Second Fleet Convicts to Australia

The second shipment of convicts to New South Wales, known as the Second Fleet was very different than the First Fleet in that this fleet was contracted to private businesses. For the most part the fleet arrived at Sydney Cove in June 1790, except the Guardian, which struck ice off the Cape of Good Hope, the most south-western point of Africa, and was wrecked on the coast.

Those on these ships suffered notoriously brutal conditions: high rates of mortality and disease, and excessive use of leg-irons. Blame for the conditions was pointed at the private shipping firm used. The company, a former slaving contractor, had been undertaken to transport, clothe, and feed the convicts for a flat fee of £17 7s. 6d per head, whether they arrived in Australia dead or alive. Realizing the potential for profits in this arrangement, they maximized their cargo, and minimized their expenditures on food and medicine to a brutal degree. Of the 1,026 convicts who sailed, 267 died (26%) on the journey, and 40% were dead within the first six months in Australia.

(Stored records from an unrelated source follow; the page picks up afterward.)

//! Defect / Enhancement / Task check
//!
//! Flags open bugs whose declared type disagrees with a confident model
//! prediction.
//!
//! Report order:
//! 1. declared `defect` (planned to be retyped automatically)
//! 2. predicted `defect` (enhancement/task are often confused with each
//!    other, a hidden defect matters more)
//! 3. everything else
//!
//! then by confidence and id, both descending.

use std::cmp::{Ordering, Reverse};
use std::collections::HashMap;

use ndarray::{Array2, ArrayView1};
use serde::{Deserialize, Serialize};

use super::runner::{get_summary, BugbugScript};
use super::{NagCheck, ReportRow};
use crate::config::NagConfig;
use crate::error::{NagError, NagResult};
use crate::logic::bugzilla::{Bug, BugSource, BzParams};
use crate::logic::dates;
use crate::logic::model::{BugClassifier, BugType};

pub const TOOL_NAME: &str = "defectenhancementtask";

pub const DESCRIPTION: &str = "[Using ML] Check that the bug type is the same as predicted by bugbug";

pub const COLUMNS: [&str; 5] = ["id", "summary", "type", "bugbug_type", "confidence"];

// ============================================================================
// RESULT ROW
// ============================================================================

/// A confident prediction that disagrees with the bug's declared type
#[derive(Debug, Clone, PartialEq, Eq, Serialize, Deserialize)]
pub struct MismatchResult {
    pub id: u64,
    pub summary: String,

    /// Declared type, as found on the bug
    #[serde(rename = "type")]
    pub bug_type: String,

    /// Predicted type
    pub bugbug_type: BugType,

    /// Top-class probability, as a percentage
    pub confidence: u8,
}

impl MismatchResult {
    /// Display bucket: 0 shown first
    pub fn priority(&self) -> u8 {
        if self.bug_type == BugType::Defect.as_str() {
            0
        } else if self.bugbug_type == BugType::Defect {
            1
        } else {
            2
        }
    }
}

impl ReportRow for MismatchResult {
    fn values(&self) -> Vec<String> {
        vec![
            self.id.to_string(),
            self.summary.clone(),
            self.bug_type.clone(),
            self.bugbug_type.to_string(),
            self.confidence.to_string(),
        ]
    }
}

/// Priority bucket, then confidence and id descending.
/// Ids are unique, so no two rows of one report compare equal.
pub fn compare_rows(a: &MismatchResult, b: &MismatchResult) -> Ordering {
    fn key(row: &MismatchResult) -> (u8, Reverse<u8>, Reverse<u64>) {
        (row.priority(), Reverse(row.confidence), Reverse(row.id))
    }
    key(a).cmp(&key(b))
}

// ============================================================================
// SCORING
// ============================================================================

/// Index and value of the largest probability; first one wins on ties
pub fn argmax(probs: ArrayView1<'_, f32>) -> Option<(usize, f32)> {
    let mut best: Option<(usize, f32)> = None;
    for (index, &p) in probs.iter().enumerate() {
        match best {
            Some((_, top)) if p <= top => {}
            _ if p.is_nan() => {}
            _ => best = Some((index, p)),
        }
    }
    best
}

/// Probability to an integer percentage, halves to even
pub fn to_percentage(probability: f32) -> u8 {
    (100.0 * probability).round_ties_even().clamp(0.0, 100.0) as u8
}

/// Keep the bugs whose prediction is confident (`>= threshold`) and differs
/// from the declared type.
///
/// Every prediction is decoded and checked against the label set first;
/// a label outside it fails the whole call.
pub fn find_mismatches<M: BugClassifier>(
    model: &M,
    bugs: &[Bug],
    probs: &Array2<f32>,
    confidence_threshold: f32,
) -> NagResult<HashMap<u64, MismatchResult>> {
    if bugs.len() != probs.nrows() {
        return Err(NagError::ShapeMismatch {
            bugs: bugs.len(),
            probs: probs.nrows(),
        });
    }

    let mut results = HashMap::new();

    for (bug, prob) in bugs.iter().zip(probs.rows()) {
        let (index, top) = argmax(prob).ok_or_else(|| {
            NagError::Model(format!("No class probabilities for bug {}", bug.id))
        })?;
        let suggestion: BugType = model.decode_label(index)?.parse()?;

        if top < confidence_threshold {
            tracing::debug!("Bug {}: {} at {:.3} below threshold", bug.id, suggestion, top);
            continue;
        }

        if bug.bug_type == suggestion.as_str() {
            continue;
        }

        results.insert(
            bug.id,
            MismatchResult {
                id: bug.id,
                summary: get_summary(bug),
                bug_type: bug.bug_type.clone(),
                bugbug_type: suggestion,
                confidence: to_percentage(top),
            },
        );
    }

    Ok(results)
}

// ============================================================================
// CHECK
// ============================================================================

pub struct DefectEnhancementTask<S, M> {
    script: BugbugScript<S, M>,
    config: NagConfig,
    today: chrono::NaiveDate,
}

impl<S: BugSource, M: BugClassifier> DefectEnhancementTask<S, M> {
    pub fn new(script: BugbugScript<S, M>, config: NagConfig) -> Self {
        Self {
            script,
            config,
            today: dates::today(),
        }
    }

    /// Pin the date `today` resolves to
    pub fn with_today(mut self, today: chrono::NaiveDate) -> Self {
        self.today = today;
        self
    }

    pub fn config(&self) -> &NagConfig {
        &self.config
    }

    pub fn script(&self) -> &BugbugScript<S, M> {
        &self.script
    }
}

impl<S: BugSource, M: BugClassifier> NagCheck for DefectEnhancementTask<S, M> {
    type Row = MismatchResult;

    fn name(&self) -> &'static str {
        TOOL_NAME
    }

    fn description(&self) -> &'static str {
        DESCRIPTION
    }

    fn columns(&self) -> &'static [&'static str] {
        &COLUMNS
    }

    fn get_bz_params(&self, date: &str) -> NagResult<BzParams> {
        let (start_date, _) = dates::get_dates(date, self.config.days_lookup, self.today)?;
        let reporter_blacklist = self.config.reporter_blacklist.join(",");

        let params = [
            // Ignore closed bugs.
            ("bug_status", "__open__".to_string()),
            // Check only recently opened bugs.
            ("f1", "creation_ts".to_string()),
            ("o1", "greaterthan".to_string()),
            ("v1", dates::format_ymd(start_date)),
            ("f2", "reporter".to_string()),
            ("o2", "nowords".to_string()),
            ("v2", reporter_blacklist),
        ];

        Ok(params
            .into_iter()
            .map(|(name, value)| (name.to_string(), value))
            .collect())
    }

    fn sort_columns(&self) -> fn(&MismatchResult, &MismatchResult) -> Ordering {
        compare_rows
    }

    fn get_bugs(&self, date: &str, bug_ids: &[u64]) -> NagResult<HashMap<u64, MismatchResult>> {
        let (bugs, probs) = self.script.get_bugs(self.get_bz_params(date)?, bug_ids)?;
        if bugs.is_empty() {
            return Ok(HashMap::new());
        }

        let results = find_mismatches(
            self.script.model(),
            &bugs,
            &probs,
            self.config.confidence_threshold,
        )?;

        tracing::info!("{} of {} bugs have a mismatching type", results.len(), bugs.len());
        Ok(results)
    }
}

The one ship that stood out among the Second Fleet was Lady Juliana, which only carried female convicts. The ship departed Plymouth, England on July 29, 1789 and sailed for 309 days before arriving at Port Jackson on June 6, 1790, making it the first ship from the Second Fleet to arrive in New South Wales. Only five of the 226 women on board died before arriving in Australia, which is significantly less than the other convict ships. The steward, John Nicol, and the surgeon, Richard Alley, were responsible for keeping the passengers so healthy in comparison to the other ships. All rations were distributed equally, the ship was fumigated and kept clean, and the passengers had free access to the deck for fresh air. Fresh food and supplies were also gathered at each port that Lady Juliana stopped at. [1]

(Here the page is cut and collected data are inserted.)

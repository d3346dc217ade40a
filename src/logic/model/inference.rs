//! Inference Engine - ONNX Runtime Integration
//!
//! Loads the defect/enhancement/task model bundle and scores bugs with it.
//!
//! A bundle is a directory with:
//! - `model.onnx`: takes a `[n_bugs, n_features]` f32 tensor, outputs
//!   `[n_bugs, n_classes]` class probabilities (no ZipMap)
//! - `metadata.json`: label encoder classes and feature width

use std::path::Path;

use ndarray::Array2;
use ort::session::{builder::GraphOptimizationLevel, Session};
use ort::value::Value;
use parking_lot::Mutex;

use super::features::featurize;
use super::types::ModelMetadata;
use super::BugClassifier;
use crate::error::{NagError, NagResult};
use crate::logic::bugzilla::Bug;

pub const MODEL_FILE: &str = "model.onnx";
pub const METADATA_FILE: &str = "metadata.json";

/// ONNX-backed defect/enhancement/task classifier
pub struct DefectEnhancementTaskModel {
    session: Mutex<Session>,
    metadata: ModelMetadata,
    output_name: String,
}

impl DefectEnhancementTaskModel {
    /// Load a model bundle from `dir`
    pub fn load(dir: impl AsRef<Path>) -> NagResult<Self> {
        let dir = dir.as_ref();
        let model_path = dir.join(MODEL_FILE);
        let metadata = load_metadata(dir)?;

        tracing::info!("Loading ONNX model from: {}", model_path.display());

        if !model_path.exists() {
            return Err(NagError::Model(format!("Model not found: {}", model_path.display())));
        }

        let session = Session::builder()
            .map_err(|e| NagError::Model(format!("Failed to create session builder: {}", e)))?
            .with_optimization_level(GraphOptimizationLevel::Level3)
            .map_err(|e| NagError::Model(format!("Failed to set optimization: {}", e)))?
            .commit_from_file(&model_path)
            .map_err(|e| NagError::Model(format!("Failed to load model: {}", e)))?;

        let output_names: Vec<String> = session.outputs.iter().map(|o| o.name.clone()).collect();
        let output_name = probability_output(&output_names, metadata.probability_output.as_deref())?;

        tracing::info!(
            "ONNX model loaded: {} classes, {} features, output '{}'",
            metadata.classes.len(),
            metadata.n_features,
            output_name
        );

        Ok(Self {
            session: Mutex::new(session),
            metadata,
            output_name,
        })
    }

    pub fn metadata(&self) -> &ModelMetadata {
        &self.metadata
    }
}

impl BugClassifier for DefectEnhancementTaskModel {
    fn classify(&self, bugs: &[Bug]) -> NagResult<Array2<f32>> {
        let n_classes = self.metadata.classes.len();
        if bugs.is_empty() {
            return Ok(Array2::zeros((0, n_classes)));
        }

        let start_time = std::time::Instant::now();
        let input = featurize(bugs, self.metadata.n_features);

        let input_tensor = Value::from_array(input)
            .map_err(|e| NagError::Model(format!("Tensor error: {}", e)))?;

        let mut session = self.session.lock();
        let outputs = session
            .run(ort::inputs![input_tensor])
            .map_err(|e| NagError::Model(format!("Inference failed: {}", e)))?;

        let output = outputs
            .get(&self.output_name)
            .ok_or_else(|| NagError::Model("No output".to_string()))?;

        let output_tensor = output
            .try_extract_tensor::<f32>()
            .map_err(|e| NagError::Model(format!("Extract error: {}", e)))?;

        let data = output_tensor.1.to_vec();
        let probs = Array2::from_shape_vec((bugs.len(), n_classes), data)
            .map_err(|e| NagError::Model(format!("Unexpected output shape: {}", e)))?;

        tracing::debug!(
            "Classified {} bugs in {} ms",
            bugs.len(),
            start_time.elapsed().as_millis()
        );

        Ok(probs)
    }

    fn decode_label(&self, index: usize) -> NagResult<String> {
        self.metadata
            .decode(index)
            .map(str::to_string)
            .ok_or_else(|| {
                NagError::Model(format!(
                    "Class index {} out of range ({} classes)",
                    index,
                    self.metadata.classes.len()
                ))
            })
    }
}

/// Names probability outputs are commonly exported under
pub const PROBABILITY_OUTPUTS: [&str; 2] = ["probabilities", "output_probability"];

/// Pick the output holding class probabilities.
///
/// An explicit `requested` name must exist. Otherwise a well-known
/// probability name wins, then the last output: classifier exports put the
/// int64 `label` tensor first.
pub fn probability_output(outputs: &[String], requested: Option<&str>) -> NagResult<String> {
    if let Some(name) = requested {
        return outputs
            .iter()
            .find(|o| o.as_str() == name)
            .cloned()
            .ok_or_else(|| NagError::Model(format!("Model has no output named {}", name)));
    }

    PROBABILITY_OUTPUTS
        .iter()
        .find_map(|known| outputs.iter().find(|o| o.as_str() == *known))
        .or_else(|| outputs.last())
        .cloned()
        .ok_or_else(|| NagError::Model("No output defined".to_string()))
}

/// Read and check `metadata.json`
pub fn load_metadata(dir: &Path) -> NagResult<ModelMetadata> {
    let path = dir.join(METADATA_FILE);
    let raw = std::fs::read_to_string(&path)
        .map_err(|e| NagError::Model(format!("Cannot read {}: {}", path.display(), e)))?;
    let metadata: ModelMetadata = serde_json::from_str(&raw)?;

    if metadata.classes.is_empty() {
        return Err(NagError::Model("Model metadata lists no classes".to_string()));
    }
    if metadata.n_features == 0 {
        return Err(NagError::Model("Model metadata has n_features = 0".to_string()));
    }
    Ok(metadata)
}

Mary Wade (1775-1859), who was just 13 years old at the time, is recorded as the youngest convict aboard Lady Juliana. She is considered one of "founding mothers" of Australia. By the time Mary passed away in 1859, she had approximately 300 descendants living in Australia.[2]
 

 
Lady Juliana
Lady Juliana [3]
 
The Six Ships of the Second Fleet

 

Ship Captain/Master Purpose
Lady Juliana Master Thomas Edgar Convict transport
Guardian Master Edward Riou Convict transport
Justinian ? Storeship
Surprize Master Nicholas Anstis Convict transport
Neptune Master Donald Traill Convict transport
Scarborough Master John Marshall Convict transport

 

 

See Also

 

References

  1. ^ Bateson, Charles. The Convict Ships, 1787-1868. Indiana University, 1959.
  2. ^ Rudd, Kevin. "They must answer with their lives". Penguin Group Australia. Archived from the original in 2009.
  3. ^ "File:Lady Juliana B4622.jpg." Wikimedia Commons, the free media repository. 5 Oct 2017, 14:15 UTC.